Nous allons parler de ce sujet avec Éric Gravel, juriste,
spécialiste des normes internationales du travail au sein de l’OIT.
Bonjour Éric, merci d’être avec nous aujourd’hui.
- Bonjour.
- Éric, pourquoi les normes internationales du travail sont-elles importantes
et quel est exactement leur objectif ?
- Merci Isabelle.
Pour contextualiser un peu
ce que sont les normes internationales du travail,
il faut d’abord comprendre que pour assurer
des règles équitables au sein d’une économie mondialisée,
ça requiert une action au niveau international.

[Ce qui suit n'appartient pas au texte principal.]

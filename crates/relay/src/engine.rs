//! TelemetryRelay - forward to the canonical destination, then replicate

use std::sync::Arc;
use std::time::{Duration, Instant};

use bytes::Bytes;
use contracts::{HeaderSet, RelayBlueprint, TelemetryBatch, DEFAULT_DESTINATION_URI};
use dispatcher::{create_dispatcher, Dispatcher};
use tokio::io::{AsyncRead, AsyncReadExt};
use tracing::{debug, info, instrument, warn};

use crate::error::{RelayError, Result};
use crate::metrics::{RelayMetrics, RelayMetricsSnapshot};
use crate::transport::{DestinationClient, RelayResponse};

/// Relay construction options
#[derive(Debug, Clone)]
pub struct RelayOptions {
    /// Absolute URI of the canonical collector
    pub destination: String,
    pub destination_timeout: Duration,
    /// Largest accepted Content-Length
    pub max_body_bytes: u64,
    /// Wait for every sink before returning from `process`
    pub await_completion: bool,
}

impl Default for RelayOptions {
    fn default() -> Self {
        Self {
            destination: DEFAULT_DESTINATION_URI.to_string(),
            destination_timeout: Duration::from_secs(30),
            max_body_bytes: 32 * 1024 * 1024,
            await_completion: false,
        }
    }
}

impl From<&RelayBlueprint> for RelayOptions {
    fn from(blueprint: &RelayBlueprint) -> Self {
        Self {
            destination: blueprint.destination.uri.clone(),
            destination_timeout: Duration::from_millis(blueprint.destination.timeout_ms),
            max_body_bytes: blueprint.server.max_body_bytes,
            await_completion: blueprint.replication.await_completion,
        }
    }
}

/// The relay engine
///
/// Destination and sink set are fixed at construction and shared by every
/// request; clones are cheap.
#[derive(Clone)]
pub struct TelemetryRelay {
    destination: DestinationClient,
    dispatcher: Dispatcher,
    max_body_bytes: u64,
    await_completion: bool,
    metrics: Arc<RelayMetrics>,
}

impl TelemetryRelay {
    /// Create a relay
    ///
    /// # Errors
    /// `RelayError::Config` when the destination is not an absolute http(s) URI.
    pub fn new(options: RelayOptions, dispatcher: Dispatcher) -> Result<Self> {
        if options.max_body_bytes == 0 {
            return Err(RelayError::Config("max_body_bytes must be > 0".into()));
        }
        let destination =
            DestinationClient::new(&options.destination, options.destination_timeout)?;

        info!(
            destination = %destination.uri(),
            sinks = ?dispatcher.sink_names(),
            await_completion = options.await_completion,
            "Relay created"
        );

        Ok(Self {
            destination,
            dispatcher,
            max_body_bytes: options.max_body_bytes,
            await_completion: options.await_completion,
            metrics: Arc::new(RelayMetrics::new()),
        })
    }

    /// Build the relay and its sinks from a loaded configuration
    pub fn from_blueprint(blueprint: &RelayBlueprint) -> Result<Self> {
        let dispatcher = create_dispatcher(&blueprint.sinks)?;
        Self::new(RelayOptions::from(blueprint), dispatcher)
    }

    pub fn destination(&self) -> &str {
        self.destination.uri().as_str()
    }

    pub fn dispatcher(&self) -> &Dispatcher {
        &self.dispatcher
    }

    pub fn metrics(&self) -> RelayMetricsSnapshot {
        self.metrics.snapshot()
    }

    /// Relay one telemetry request
    ///
    /// The body is forwarded to the destination before anything else; the
    /// destination's response is the return value whatever the sinks do.
    /// A non-2xx answer is returned as is, transport failures are errors.
    #[instrument(
        name = "relay_process",
        skip(self, body, headers),
        fields(sinks = self.dispatcher.len())
    )]
    pub async fn process<R>(
        &self,
        body: Option<R>,
        headers: Option<&HeaderSet>,
    ) -> Result<RelayResponse>
    where
        R: AsyncRead + Unpin,
    {
        let (raw, headers) = match self.read_request(body, headers).await {
            Ok(request) => request,
            Err(e) => {
                self.metrics.inc_rejected();
                observability::record_request_rejected(e.reason());
                warn!(error = %e, "Request rejected");
                return Err(e);
            }
        };
        self.metrics.inc_accepted();
        debug!(bytes = raw.len(), "Request accepted");

        let response = self.forward(raw.clone(), headers).await?;

        if !self.dispatcher.is_empty() {
            self.replicate(&raw, headers).await;
        }

        Ok(response)
    }

    /// Validate framing and read exactly the declared body
    async fn read_request<'h, R>(
        &self,
        body: Option<R>,
        headers: Option<&'h HeaderSet>,
    ) -> Result<(Bytes, &'h HeaderSet)>
    where
        R: AsyncRead + Unpin,
    {
        let body = body.ok_or(RelayError::InvalidArgument("body"))?;
        let headers = headers.ok_or(RelayError::InvalidArgument("headers"))?;
        let declared = self.content_length(headers)?;

        let mut raw = Vec::with_capacity(initial_capacity(declared));
        body.take(declared)
            .read_to_end(&mut raw)
            .await
            .map_err(RelayError::BodyRead)?;

        if raw.is_empty() {
            return Err(RelayError::EmptyBody { declared });
        }
        Ok((Bytes::from(raw), headers))
    }

    fn content_length(&self, headers: &HeaderSet) -> Result<u64> {
        let value = headers
            .first("content-length")
            .ok_or_else(|| RelayError::ContentLength("header is absent".into()))?;
        let length: i64 = value
            .trim()
            .parse()
            .map_err(|_| RelayError::ContentLength(format!("'{value}' is not an integer")))?;

        if length <= 0 {
            return Err(RelayError::ContentLength(format!(
                "must be positive, got {length}"
            )));
        }
        let length = length as u64;
        if length > self.max_body_bytes {
            return Err(RelayError::ContentLength(format!(
                "{length} exceeds the {} byte limit",
                self.max_body_bytes
            )));
        }
        Ok(length)
    }

    async fn forward(&self, raw: Bytes, headers: &HeaderSet) -> Result<RelayResponse> {
        let started = Instant::now();
        let response = match self.destination.send(raw, headers).await {
            Ok(response) => response,
            Err(e) => {
                self.metrics.inc_destination_errors();
                observability::record_destination_error();
                warn!(error = %e, "Canonical forward failed");
                return Err(e);
            }
        };

        let latency_ms = started.elapsed().as_secs_f64() * 1000.0;
        self.metrics
            .record_destination(response.is_success(), latency_ms);
        observability::record_destination_response(response.status, latency_ms);

        if response.is_success() {
            debug!(status = response.status, latency_ms, "Canonical forward completed");
        } else {
            warn!(
                status = response.status,
                latency_ms,
                "Canonical destination answered with a failure status"
            );
        }
        Ok(response)
    }

    /// Decode and fan out; failures here never reach the caller
    async fn replicate(&self, raw: &[u8], headers: &HeaderSet) {
        let batch: TelemetryBatch =
            match batch_codec::decode(raw, headers.get_all("content-encoding")) {
                Ok(batch) => batch,
                Err(e) => {
                    self.metrics.inc_decode_failures();
                    observability::record_decode_failure();
                    warn!(error = %e, "Batch decode failed, skipping replication");
                    return;
                }
            };

        self.metrics.inc_decoded(batch.len());
        observability::record_batch_decoded(batch.len());
        debug!(records = batch.len(), "Batch decoded");

        if batch.is_empty() {
            debug!("Empty batch, skipping replication");
            return;
        }

        let sink_headers = headers.without_host_specific();
        self.metrics.inc_fan_outs();

        if self.await_completion {
            self.dispatcher.fan_out(batch, sink_headers).await;
        } else {
            self.dispatcher.spawn_fan_out(batch, sink_headers);
            observability::record_pending_fan_outs(self.dispatcher.pending());
        }
    }

    /// Wait for background replication to drain
    pub async fn shutdown(&self) {
        self.dispatcher.shutdown().await;
    }
}

/// Preallocation for a body read; larger bodies grow as bytes arrive
const INITIAL_BODY_CAPACITY: usize = 64 * 1024;

fn initial_capacity(declared: u64) -> usize {
    usize::try_from(declared).map_or(INITIAL_BODY_CAPACITY, |n| n.min(INITIAL_BODY_CAPACITY))
}

impl std::fmt::Debug for TelemetryRelay {
    fn fmt(&self, f: &mut std::fmt::Formatter<'_>) -> std::fmt::Result {
        f.debug_struct("TelemetryRelay")
            .field("destination", &self.destination.uri().as_str())
            .field("sinks", &self.dispatcher.sink_names())
            .field("await_completion", &self.await_completion)
            .finish()
    }
}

La communauté internationale, en général,
relève ce genre de défi en élaborant des instruments juridiques
par exemple sur le commerce,
la finance,
l’environnement,
les droits humains et les questions liées au travail.
L’OIT contribue à ce cadre juridique international
en élaborant et en cherchant à promouvoir
des normes internationales du travail qui visent à garantir que la croissance
et le développement économiques aillent de pair
avec la création d’emplois décents.
Évidemment, la structure tripartite unique de l’OIT assure à ces normes
le soutien tant des gouvernements que des employeurs et des travailleurs.
On peut donc dire que les normes internationales
du travail constituent les normes sociales minimales
convenues par tous les acteurs de l’économie mondiale.
Maintenant,
un peu plus concrètement, les normes internationales
du travail sont des instruments, comme je l’ai dit,
juridiques qui sont soit des conventions ou des protocoles,
c’est-à-dire des traités internationaux
juridiquement contraignants pouvant être ratifiés
par les États Membres, soit des recommandations
qui servent de principes directeurs pour guider ou influencer
la législation d’un pays au niveau national,
mais ayant un caractère non contraignant sur le plan légal.
- Depuis 1919, le monde du travail a énormément évolué,
comment ont changé les normes internationales
du travail au cours de ces 100 dernières années?
- En termes d’évolution, il y a deux types d’évolution.
Les thèmes des normes ont changé
et le rythme d’adoption de ces normes a aussi changé.
Il faut se rappeler qu’en 1919, il s’agissait de répondre
aux défis posés par la révolution industrielle,
également par la reconstruction, notamment en Europe
après la Première Guerre Mondiale.
Les thèmes des premières conventions internationales
du travail adoptées
étaient par exemple la durée du travail,
le travail de nuit des femmes,
le travail de nuit des enfants,
l’âge minimum dans l’industrie, l’âge minimum dans l’agriculture
et cetera.
Alors qu’aujourd’hui,
évidemment les thèmes des nouveaux instruments
qui vont être adoptés sont influencés par les thématiques contemporaines.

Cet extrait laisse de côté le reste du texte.